Here's what else I love - Sora had to adapt her dream so that it accommodated reality. I myself had a hard time really believing in Sora's dream. A stage without competition seemed like a silly, impossible, and even impractical ideal. I almost lost faith in the series entirely because I thought it was going to have some lame-o, "everyone loves each other" ending. I was thrilled to see that there wasn't purely a "storybook ending". Yes, Sora achieved her dream...but at the same time, she also grew up and learned to accept the reality of competition and the place it has in driving people to achieve.
I've gone on long enough with the philosophical rantings. Let's just say, I wouldn't hesitate to buy both seasons. I plan on having this around not only for it's great entertainment value, but to help teach my kids what it means to work for your dreams.
Not as good as the first season
Kunai | California | 07/17/2009
(5 out of 5 stars)
"After coming out of an amazing first season, season 2 starts off pretty badly. First off, you can skip the 2 recap episodes which don't even add anything besides a new edited ending. Furthermore we see the loss of two awesome characters, Layla and Yuri, for the first half and get some pretty bad new character replacements, May Wong and Leon Oswald.

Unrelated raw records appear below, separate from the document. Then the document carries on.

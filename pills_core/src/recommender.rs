//! Content recommendations biased by the user's stress level.
//!
//! ## Algorithm
//! 1. Look up the ids the user already consumed
//! 2. Fetch the catalog minus those ids
//! 3. Run the candidate filters (already consumed, calm content at High+)
//! 4. Order by creation time, newest first, ties by ascending id
//! 5. Keep the first `page_size` items
//!
//! When the user has no recorded stress indicator the level defaults to
//! `Medium` (configurable).

use crate::store::{ContentCatalog, StressIndicatorStore};
use crate::{ContentId, ContentItem, ContentType, Result, StressLevel, UserId};
use std::collections::HashSet;

/// Page size used when none is configured
pub const DEFAULT_PAGE_SIZE: usize = 10;

/// Everything a filter may base its decision on
#[derive(Clone, Debug)]
pub struct RecommendationContext {
    pub user_id: UserId,
    pub stress_level: StressLevel,
    pub consumed: HashSet<ContentId>,
}

/// A composable candidate filter
pub trait ContentFilter: Send + Sync {
    /// Name for logging
    fn name(&self) -> &str;

    fn apply(&self, candidates: Vec<ContentItem>, ctx: &RecommendationContext) -> Vec<ContentItem>;
}

/// Drops anything the user already consumed.
///
/// The catalog query excludes these too; filtering again keeps the
/// guarantee independent of the catalog implementation.
pub struct AlreadyConsumedFilter;

impl ContentFilter for AlreadyConsumedFilter {
    fn name(&self) -> &str {
        "AlreadyConsumedFilter"
    }

    fn apply(&self, candidates: Vec<ContentItem>, ctx: &RecommendationContext) -> Vec<ContentItem> {
        candidates
            .into_iter()
            .filter(|item| !ctx.consumed.contains(&item.id))
            .collect()
    }
}

/// At `High` stress or above, keeps only articles and videos (no quizzes)
pub struct CalmContentFilter;

impl ContentFilter for CalmContentFilter {
    fn name(&self) -> &str {
        "CalmContentFilter"
    }

    fn apply(&self, candidates: Vec<ContentItem>, ctx: &RecommendationContext) -> Vec<ContentItem> {
        if ctx.stress_level < StressLevel::High {
            return candidates;
        }
        candidates
            .into_iter()
            .filter(|item| {
                matches!(item.content_type, ContentType::Article | ContentType::Video)
            })
            .collect()
    }
}

/// Chooses unseen content appropriate to a stress level
pub struct ContentRecommender {
    filters: Vec<Box<dyn ContentFilter>>,
    page_size: usize,
    default_level: StressLevel,
}

impl ContentRecommender {
    /// Recommender with the standard filters
    pub fn new(page_size: usize) -> Self {
        Self {
            filters: Vec::new(),
            page_size,
            default_level: StressLevel::Medium,
        }
        .with_filter(AlreadyConsumedFilter)
        .with_filter(CalmContentFilter)
    }

    /// Build from the `[recommendations]` config section
    pub fn from_config(config: &crate::config::RecommendationConfig) -> Self {
        Self::new(config.page_size).with_default_level(config.default_stress_level)
    }

    /// Level assumed for users without stress history
    pub fn with_default_level(mut self, level: StressLevel) -> Self {
        self.default_level = level;
        self
    }

    /// Append a filter (builder pattern)
    pub fn with_filter(mut self, filter: impl ContentFilter + 'static) -> Self {
        self.filters.push(Box::new(filter));
        self
    }

    pub fn page_size(&self) -> usize {
        self.page_size
    }

    /// Recommend for the user's latest recorded stress level
    pub fn get_recommendations<S, C>(
        &self,
        user_id: UserId,
        indicators: &S,
        catalog: &C,
    ) -> Result<Vec<ContentItem>>
    where
        S: StressIndicatorStore + ?Sized,
        C: ContentCatalog + ?Sized,
    {
        let level = match indicators.latest_stress_indicator(user_id)? {
            Some(indicator) => indicator.stress_level,
            None => {
                tracing::debug!(
                    "No stress history for user {}, assuming {}",
                    user_id,
                    self.default_level
                );
                self.default_level
            }
        };
        self.recommend(user_id, level, catalog)
    }

    /// Recommend for an explicit stress level
    pub fn recommend<C>(
        &self,
        user_id: UserId,
        stress_level: StressLevel,
        catalog: &C,
    ) -> Result<Vec<ContentItem>>
    where
        C: ContentCatalog + ?Sized,
    {
        let consumed = catalog.interacted_content_ids(user_id)?;
        let mut candidates = catalog.content_excluding(&consumed)?;

        let ctx = RecommendationContext {
            user_id,
            stress_level,
            consumed,
        };

        for filter in &self.filters {
            let before = candidates.len();
            candidates = filter.apply(candidates, &ctx);
            tracing::debug!(
                "Filter {} kept {} of {} candidates",
                filter.name(),
                candidates.len(),
                before
            );
        }

        candidates.sort_by(|a, b| {
            b.created_at
                .cmp(&a.created_at)
                .then_with(|| a.id.cmp(&b.id))
        });
        candidates.truncate(self.page_size);

        tracing::info!(
            "Recommending {} items to user {} at {} stress",
            candidates.len(),
            user_id,
            stress_level
        );
        Ok(candidates)
    }
}

impl Default for ContentRecommender {
    fn default() -> Self {
        Self::new(DEFAULT_PAGE_SIZE)
    }
}

#[cfg(test)]
mod tests {
    use super::*;
    use crate::{Error, StressIndicator};
    use chrono::{Duration, TimeZone, Utc};
    use proptest::prelude::*;
    use std::collections::HashMap;

    /// In-memory catalog that deliberately ignores the exclusion set
    /// when `leaky` is set, to prove the recommender re-filters.
    #[derive(Default)]
    struct MemoryCatalog {
        items: Vec<ContentItem>,
        consumed: HashMap<UserId, HashSet<ContentId>>,
        leaky: bool,
    }

    impl ContentCatalog for MemoryCatalog {
        fn interacted_content_ids(&self, user_id: UserId) -> Result<HashSet<ContentId>> {
            Ok(self.consumed.get(&user_id).cloned().unwrap_or_default())
        }

        fn content_excluding(&self, excluded: &HashSet<ContentId>) -> Result<Vec<ContentItem>> {
            Ok(self
                .items
                .iter()
                .filter(|item| self.leaky || !excluded.contains(&item.id))
                .cloned()
                .collect())
        }
    }

    #[derive(Default)]
    struct MemoryIndicators {
        latest: HashMap<UserId, StressIndicator>,
    }

    impl StressIndicatorStore for MemoryIndicators {
        fn create_stress_indicator(&mut self, indicator: StressIndicator) -> Result<StressIndicator> {
            self.latest.insert(indicator.user_id, indicator.clone());
            Ok(indicator)
        }

        fn latest_stress_indicator(&self, user_id: UserId) -> Result<Option<StressIndicator>> {
            Ok(self.latest.get(&user_id).cloned())
        }

        fn stress_indicators_for_user(&self, user_id: UserId) -> Result<Vec<StressIndicator>> {
            Ok(self.latest.get(&user_id).cloned().into_iter().collect())
        }
    }

    struct FailingCatalog;

    impl ContentCatalog for FailingCatalog {
        fn interacted_content_ids(&self, _: UserId) -> Result<HashSet<ContentId>> {
            Err(Error::Store("catalog offline".into()))
        }

        fn content_excluding(&self, _: &HashSet<ContentId>) -> Result<Vec<ContentItem>> {
            Err(Error::Store("catalog offline".into()))
        }
    }

    fn item(id: ContentId, content_type: ContentType, days_old: i64) -> ContentItem {
        let base = Utc.with_ymd_and_hms(2025, 1, 31, 12, 0, 0).unwrap();
        ContentItem {
            id,
            title: format!("Item {}", id),
            content_type,
            body: String::new(),
            tags: vec![],
            created_at: base - Duration::days(days_old),
            video_url: None,
            quiz_data: None,
        }
    }

    fn ids(items: &[ContentItem]) -> Vec<ContentId> {
        items.iter().map(|i| i.id).collect()
    }

    fn mixed_catalog() -> MemoryCatalog {
        MemoryCatalog {
            items: vec![
                item(1, ContentType::Article, 5),
                item(2, ContentType::Video, 1),
                item(3, ContentType::Quiz, 0),
                item(4, ContentType::Article, 3),
                item(5, ContentType::Quiz, 2),
            ],
            ..Default::default()
        }
    }

    #[test]
    fn test_newest_first_at_medium() {
        let catalog = mixed_catalog();
        let recs = ContentRecommender::default()
            .recommend(1, StressLevel::Medium, &catalog)
            .unwrap();
        assert_eq!(ids(&recs), vec![3, 2, 5, 4, 1]);
    }

    #[test]
    fn test_high_stress_excludes_quizzes() {
        let catalog = mixed_catalog();
        for level in [StressLevel::High, StressLevel::Critical] {
            let recs = ContentRecommender::default()
                .recommend(1, level, &catalog)
                .unwrap();
            assert_eq!(ids(&recs), vec![2, 4, 1]);
        }
    }

    #[test]
    fn test_low_stress_keeps_quizzes() {
        let catalog = mixed_catalog();
        let recs = ContentRecommender::default()
            .recommend(1, StressLevel::Low, &catalog)
            .unwrap();
        assert!(recs.iter().any(|i| i.content_type == ContentType::Quiz));
    }

    #[test]
    fn test_consumed_items_excluded_even_from_leaky_catalog() {
        let mut catalog = mixed_catalog();
        catalog.leaky = true;
        catalog.consumed.insert(9, [2, 3].into_iter().collect());

        let recs = ContentRecommender::default()
            .recommend(9, StressLevel::Low, &catalog)
            .unwrap();
        assert_eq!(ids(&recs), vec![5, 4, 1]);
    }

    #[test]
    fn test_page_size_caps_results() {
        let catalog = MemoryCatalog {
            items: (1..=25).map(|id| item(id, ContentType::Article, id)).collect(),
            ..Default::default()
        };
        let recs = ContentRecommender::default()
            .recommend(1, StressLevel::Low, &catalog)
            .unwrap();
        assert_eq!(recs.len(), DEFAULT_PAGE_SIZE);
        assert_eq!(recs[0].id, 1);

        let recs = ContentRecommender::new(3)
            .recommend(1, StressLevel::Low, &catalog)
            .unwrap();
        assert_eq!(ids(&recs), vec![1, 2, 3]);
    }

    #[test]
    fn test_equal_timestamps_ordered_by_id() {
        let catalog = MemoryCatalog {
            items: vec![
                item(30, ContentType::Video, 2),
                item(10, ContentType::Article, 2),
                item(20, ContentType::Quiz, 2),
            ],
            ..Default::default()
        };
        let recs = ContentRecommender::default()
            .recommend(1, StressLevel::Medium, &catalog)
            .unwrap();
        assert_eq!(ids(&recs), vec![10, 20, 30]);
    }

    #[test]
    fn test_empty_catalog_is_not_an_error() {
        let catalog = MemoryCatalog::default();
        let recs = ContentRecommender::default()
            .get_recommendations(1, &MemoryIndicators::default(), &catalog)
            .unwrap();
        assert!(recs.is_empty());
    }

    #[test]
    fn test_missing_history_defaults_to_medium() {
        let catalog = mixed_catalog();
        let recs = ContentRecommender::default()
            .get_recommendations(1, &MemoryIndicators::default(), &catalog)
            .unwrap();
        // Medium keeps quizzes
        assert_eq!(ids(&recs), vec![3, 2, 5, 4, 1]);
    }

    #[test]
    fn test_configured_default_level() {
        let catalog = mixed_catalog();
        let recs = ContentRecommender::default()
            .with_default_level(StressLevel::High)
            .get_recommendations(1, &MemoryIndicators::default(), &catalog)
            .unwrap();
        assert_eq!(ids(&recs), vec![2, 4, 1]);
    }

    #[test]
    fn test_latest_indicator_drives_level() {
        let catalog = mixed_catalog();
        let mut indicators = MemoryIndicators::default();
        indicators
            .create_stress_indicator(StressIndicator::manual(
                4,
                StressLevel::Critical,
                Utc::now(),
                None,
            ))
            .unwrap();

        let recs = ContentRecommender::default()
            .get_recommendations(4, &indicators, &catalog)
            .unwrap();
        assert!(recs.iter().all(|i| i.content_type != ContentType::Quiz));
    }

    #[test]
    fn test_catalog_errors_propagate() {
        let result = ContentRecommender::default().recommend(1, StressLevel::Low, &FailingCatalog);
        assert!(matches!(result, Err(Error::Store(_))));
    }

    fn arb_catalog() -> impl Strategy<Value = (Vec<ContentItem>, HashSet<ContentId>)> {
        let kinds = prop_oneof![
            Just(ContentType::Article),
            Just(ContentType::Video),
            Just(ContentType::Quiz),
        ];
        (
            proptest::collection::vec((kinds, 0i64..30), 0..40),
            proptest::collection::hash_set(0i64..40, 0..20),
        )
            .prop_map(|(specs, consumed)| {
                let items = specs
                    .into_iter()
                    .enumerate()
                    .map(|(idx, (kind, age))| item(idx as ContentId, kind, age))
                    .collect();
                (items, consumed)
            })
    }

    fn arb_level() -> impl Strategy<Value = StressLevel> {
        prop_oneof![
            Just(StressLevel::Low),
            Just(StressLevel::Medium),
            Just(StressLevel::High),
            Just(StressLevel::Critical),
        ]
    }

    proptest! {
        #[test]
        fn prop_recommendations_respect_invariants(
            (items, consumed) in arb_catalog(),
            level in arb_level(),
            leaky in any::<bool>(),
        ) {
            let mut catalog = MemoryCatalog { items, leaky, ..Default::default() };
            catalog.consumed.insert(1, consumed.clone());
            let recommender = ContentRecommender::default();

            let first = recommender.recommend(1, level, &catalog).unwrap();

            prop_assert!(first.len() <= DEFAULT_PAGE_SIZE);
            prop_assert!(first.iter().all(|i| !consumed.contains(&i.id)));
            if level >= StressLevel::High {
                prop_assert!(first.iter().all(|i| i.content_type != ContentType::Quiz));
            }

            let second = recommender.recommend(1, level, &catalog).unwrap();
            prop_assert_eq!(ids(&first), ids(&second));
        }
    }
}
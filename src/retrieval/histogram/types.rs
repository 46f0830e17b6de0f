use crate::retrieval::common::error::{Result, RetrievalError};
use crate::retrieval::raster::types::RasterImage;

/// Color distribution over the quantized RGB cube.
///
/// A histogram starts in the raw state, where every bin holds a pixel
/// count and the bins sum to `sample_count`. `normalize` moves it, once,
/// into the normalized state where the bins form a probability
/// distribution summing to 1. The state is tracked explicitly and
/// state-changing misuse fails instead of corrupting the bins, so the
/// fields stay private.
#[derive(Debug, Clone)]
pub struct ColorHistogram {
    bin_bits: u32,
    bins: Vec<f64>,
    sample_count: u64,
    normalized: bool,
}

impl ColorHistogram {
    /// Number of bins a histogram with `bin_bits` bits per channel holds.
    pub fn bin_count(bin_bits: u32) -> usize {
        1usize << (3 * bin_bits)
    }

    pub(crate) fn from_parts(
        bin_bits: u32,
        bins: Vec<f64>,
        sample_count: u64,
        normalized: bool,
    ) -> Self {
        Self {
            bin_bits,
            bins,
            sample_count,
            normalized,
        }
    }

    /// Builds a raw histogram by scanning a quantized image.
    ///
    /// Each pixel's channels are packed into a single bin index as
    /// `(r << 2*bin_bits) | (g << bin_bits) | b`. The caller must have
    /// reduced the image to `bin_bits` bits per channel beforehand; a
    /// channel value that does not fit fails with `BinOutOfRange` rather
    /// than landing in a neighboring bin.
    pub fn from_image(image: &RasterImage, bin_bits: u32) -> Result<Self> {
        if bin_bits == 0 || bin_bits > u16::BITS {
            return Err(RetrievalError::InvalidBinDepth(bin_bits));
        }

        let mut bins = vec![0.0; Self::bin_count(bin_bits)];
        let limit = 1u32 << bin_bits;
        for pixel in &image.pixels {
            for &channel in pixel {
                if u32::from(channel) >= limit {
                    return Err(RetrievalError::BinOutOfRange {
                        value: channel,
                        bin_bits,
                    });
                }
            }
            let [r, g, b] = pixel.map(usize::from);
            let index = (r << (2 * bin_bits)) | (g << bin_bits) | b;
            bins[index] += 1.0;
        }

        Ok(Self {
            bin_bits,
            bins,
            sample_count: (image.width * image.height) as u64,
            normalized: false,
        })
    }

    /// One-way transition from raw counts to a probability distribution.
    ///
    /// Fails with `AlreadyNormalized` on a second call and with
    /// `EmptyHistogram` when there are no samples to divide by.
    pub fn normalize(&mut self) -> Result<()> {
        if self.normalized {
            return Err(RetrievalError::AlreadyNormalized);
        }
        if self.sample_count == 0 {
            return Err(RetrievalError::EmptyHistogram);
        }

        let total = self.sample_count as f64;
        for bin in &mut self.bins {
            *bin /= total;
        }
        self.normalized = true;
        Ok(())
    }

    /// Histogram-intersection similarity: the summed per-bin minimum.
    ///
    /// Symmetric. Bounded to [0, 1] with 1.0 meaning identical
    /// distributions when both operands are normalized; comparing raw
    /// histograms executes but yields a magnitude-dependent value, so
    /// callers normalize both sides first.
    pub fn intersect(&self, other: &ColorHistogram) -> Result<f64> {
        if self.bins.len() != other.bins.len() {
            return Err(RetrievalError::DimensionMismatch(
                self.bins.len(),
                other.bins.len(),
            ));
        }
        Ok(self
            .bins
            .iter()
            .zip(&other.bins)
            .map(|(a, b)| a.min(*b))
            .sum())
    }

    pub fn bin_bits(&self) -> u32 {
        self.bin_bits
    }

    pub fn bins(&self) -> &[f64] {
        &self.bins
    }

    /// Number of pixels that contributed to this histogram.
    pub fn sample_count(&self) -> u64 {
        self.sample_count
    }

    pub fn is_normalized(&self) -> bool {
        self.normalized
    }

    pub fn len(&self) -> usize {
        self.bins.len()
    }

    pub fn is_empty(&self) -> bool {
        self.bins.is_empty()
    }
}
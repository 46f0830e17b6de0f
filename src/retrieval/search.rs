//! Similarity search module
//!
//! This module contains orchestration logic for ranking a dataset of
//! histograms against a query image.

mod pipeline;
mod ranker;
mod source;
pub mod timing;
pub mod types;

pub use pipeline::SimilaritySearchPipeline;
pub use ranker::{RankedMatch, rank_matches};
pub use source::{DatasetEntry, HistogramFileSource, HistogramSource, RasterFileSource};
pub use timing::{PipelineTimings, StepTiming, Timer};
pub use types::{SearchConfig, SearchConfigBuilder};
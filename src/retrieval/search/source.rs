//! Dataset histogram sources.
//!
//! A dataset entry's histogram either already exists on disk in the text
//! format, or has to be computed from a raw image with the same decode
//! and depth-reduction steps the query goes through. The `HistogramSource`
//! trait hides that difference from the pipeline, which never depends on
//! a concrete file-system layout.

use std::io::BufReader;
use std::path::PathBuf;

use crate::retrieval::common::error::{Result, RetrievalError};
use crate::retrieval::histogram::ColorHistogram;
use crate::retrieval::raster::quantize::reduce_depth;
use crate::retrieval::raster::{PlainTextReader, RasterReader};

pub trait HistogramSource {
    /// Produces the entry's raw histogram at the requested bin depth.
    fn load(&self, bin_bits: u32) -> Result<ColorHistogram>;
}

/// Precomputed histogram persisted in the two-line text format.
pub struct HistogramFileSource {
    path: PathBuf,
}

impl HistogramFileSource {
    pub fn new(path: impl Into<PathBuf>) -> Self {
        Self { path: path.into() }
    }
}

impl HistogramSource for HistogramFileSource {
    fn load(&self, bin_bits: u32) -> Result<ColorHistogram> {
        let file = std::fs::File::open(&self.path).map_err(|e| {
            RetrievalError::InputReadError(format!("{}: {}", self.path.display(), e))
        })?;
        let mut reader = BufReader::new(file);
        ColorHistogram::read_from(&mut reader, bin_bits)
    }
}

/// Raw image histogrammed on demand, processed exactly like the query.
pub struct RasterFileSource<R: RasterReader> {
    path: PathBuf,
    reader: R,
}

impl RasterFileSource<PlainTextReader> {
    pub fn new(path: impl Into<PathBuf>) -> Self {
        Self {
            path: path.into(),
            reader: PlainTextReader,
        }
    }
}

impl<R: RasterReader> RasterFileSource<R> {
    pub fn with_reader(path: impl Into<PathBuf>, reader: R) -> Self {
        Self {
            path: path.into(),
            reader,
        }
    }
}

impl<R: RasterReader> HistogramSource for RasterFileSource<R> {
    fn load(&self, bin_bits: u32) -> Result<ColorHistogram> {
        let data = std::fs::read(&self.path).map_err(|e| {
            RetrievalError::InputReadError(format!("{}: {}", self.path.display(), e))
        })?;
        let mut image = self.reader.read_raster(&data)?;
        reduce_depth(&mut image, bin_bits)?;
        ColorHistogram::from_image(&image, bin_bits)
    }
}

/// A named dataset entry and the source of its histogram.
pub struct DatasetEntry {
    pub name: String,
    pub source: Box<dyn HistogramSource>,
}

impl DatasetEntry {
    pub fn new(name: impl Into<String>, source: Box<dyn HistogramSource>) -> Self {
        Self {
            name: name.into(),
            source,
        }
    }

    /// Entry backed by a precomputed histogram file.
    pub fn histogram_file(name: impl Into<String>, path: impl Into<PathBuf>) -> Self {
        Self::new(name, Box::new(HistogramFileSource::new(path)))
    }

    /// Entry backed by a raw image file processed like the query.
    pub fn image_file(name: impl Into<String>, path: impl Into<PathBuf>) -> Self {
        Self::new(name, Box::new(RasterFileSource::new(path)))
    }
}
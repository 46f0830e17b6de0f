use std::path::Path;

use tracing::{info, instrument};

use crate::retrieval::{
    common::error::{Result, RetrievalError},
    histogram::ColorHistogram,
    raster::{PlainTextReader, RasterReader, quantize::reduce_depth},
    search::{
        ranker::{RankedMatch, rank_matches},
        source::DatasetEntry,
        timing::{PipelineTimings, Timer},
        types::SearchConfig,
    },
};

pub struct SimilaritySearchPipeline<R: RasterReader> {
    reader: R,
    config: SearchConfig,
}

impl SimilaritySearchPipeline<PlainTextReader> {
    pub fn new(config: SearchConfig) -> Self {
        Self {
            reader: PlainTextReader,
            config,
        }
    }
}

impl<R: RasterReader> SimilaritySearchPipeline<R> {
    pub fn with_custom(reader: R, config: SearchConfig) -> Self {
        Self { reader, config }
    }

    fn validate_dimensions(&self, width: usize, height: usize) -> Result<()> {
        if !self.config.validate_dimensions {
            return Ok(());
        }

        if width == 0 || height == 0 {
            return Err(RetrievalError::InvalidDimensions(width, height));
        }

        if let Some(max) = self.config.max_dimension {
            if width > max || height > max {
                return Err(RetrievalError::InvalidDimensions(width, height));
            }
        }

        Ok(())
    }

    /// Decodes, depth-reduces, histograms, and normalizes a query image.
    #[instrument(skip(self, input_data), fields(input_size = input_data.len()))]
    pub fn query_histogram(&self, input_data: &[u8]) -> Result<ColorHistogram> {
        let mut image = {
            let _span = tracing::info_span!("decode_image").entered();
            self.reader.read_raster(input_data)?
        };

        {
            let _span = tracing::info_span!(
                "validate_dimensions",
                width = image.width,
                height = image.height
            )
            .entered();
            self.validate_dimensions(image.width, image.height)?;
        }

        {
            let _span = tracing::info_span!("reduce_depth", bits = self.config.bin_bits).entered();
            reduce_depth(&mut image, self.config.bin_bits)?;
        }

        let mut histogram = {
            let _span = tracing::info_span!("build_histogram").entered();
            ColorHistogram::from_image(&image, self.config.bin_bits)?
        };
        histogram.normalize()?;

        Ok(histogram)
    }

    fn load_dataset(&self, dataset: &[DatasetEntry]) -> Result<Vec<(String, ColorHistogram)>> {
        let mut loaded = Vec::with_capacity(dataset.len());
        for entry in dataset {
            let histogram = entry
                .source
                .load(self.config.bin_bits)
                .and_then(|mut h| {
                    h.normalize()?;
                    Ok(h)
                })
                .map_err(|e| RetrievalError::EntryFailed {
                    name: entry.name.clone(),
                    source: Box::new(e),
                })?;
            loaded.push((entry.name.clone(), histogram));
        }
        Ok(loaded)
    }

    /// Ranks the dataset against a query image held in memory.
    #[instrument(skip(self, query_data, dataset), fields(dataset_size = dataset.len()))]
    pub fn search(&self, query_data: &[u8], dataset: &[DatasetEntry]) -> Result<Vec<RankedMatch>> {
        info!("Starting similarity search");

        let query = self.query_histogram(query_data)?;

        let loaded = {
            let _span = tracing::info_span!("load_dataset").entered();
            self.load_dataset(dataset)?
        };

        let ranked = rank_matches(&query, &loaded, self.config.result_count)?;

        info!(results = ranked.len(), "Search complete");
        Ok(ranked)
    }

    /// Ranks the dataset against a query image on disk.
    #[instrument(skip(self, query_path, dataset))]
    pub fn search_file<P: AsRef<Path>>(
        &self,
        query_path: P,
        dataset: &[DatasetEntry],
    ) -> Result<Vec<RankedMatch>> {
        let query_path = query_path.as_ref();

        info!(query = %query_path.display(), "Searching");

        let query_data = {
            let _span = tracing::info_span!("read_query_file").entered();
            std::fs::read(query_path).map_err(|e| {
                RetrievalError::InputReadError(format!("{}: {}", query_path.display(), e))
            })?
        };

        self.search(&query_data, dataset)
    }

    /// Same as `search`, but also reports how long each step took.
    pub fn search_with_timings(
        &self,
        query_data: &[u8],
        dataset: &[DatasetEntry],
    ) -> Result<(Vec<RankedMatch>, PipelineTimings)> {
        let mut timings = PipelineTimings::new();

        let timer = Timer::start("query_histogram");
        let query = self.query_histogram(query_data)?;
        let (name, duration) = timer.stop();
        timings.add_step(name, duration);

        let timer = Timer::start("load_dataset");
        let loaded = self.load_dataset(dataset)?;
        let (name, duration) = timer.stop();
        timings.add_step(name, duration);

        let timer = Timer::start("rank");
        let ranked = rank_matches(&query, &loaded, self.config.result_count)?;
        let (name, duration) = timer.stop();
        timings.add_step(name, duration);

        Ok((ranked, timings))
    }

    pub fn config(&self) -> &SearchConfig {
        &self.config
    }

    pub fn set_config(&mut self, config: SearchConfig) {
        self.config = config;
    }
}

So why did I rate this 5 stars, after all the feelings of animosity towards the newcomer characters, it just makes you more attached to the anime, because of how angry we are getting. So when we finally see Sora able to shine the feelings this anime will produce will be amazing.
We have seen Sora struggle in the first season, but her struggle this season is way greater and we see some big time failures for the first time. For a character to lose so many times, it's refreshing to see. It gets tiring to see the main character always win every battle like in all the shonen animes.
Ultimately, the first half may be a bit slow but if you believe in the build up it builds, then it will be on par with the first season. And a lot of people say this show is for girls, but I think its more for everyone. It has a girlish theme but it plays out very much like a shonen."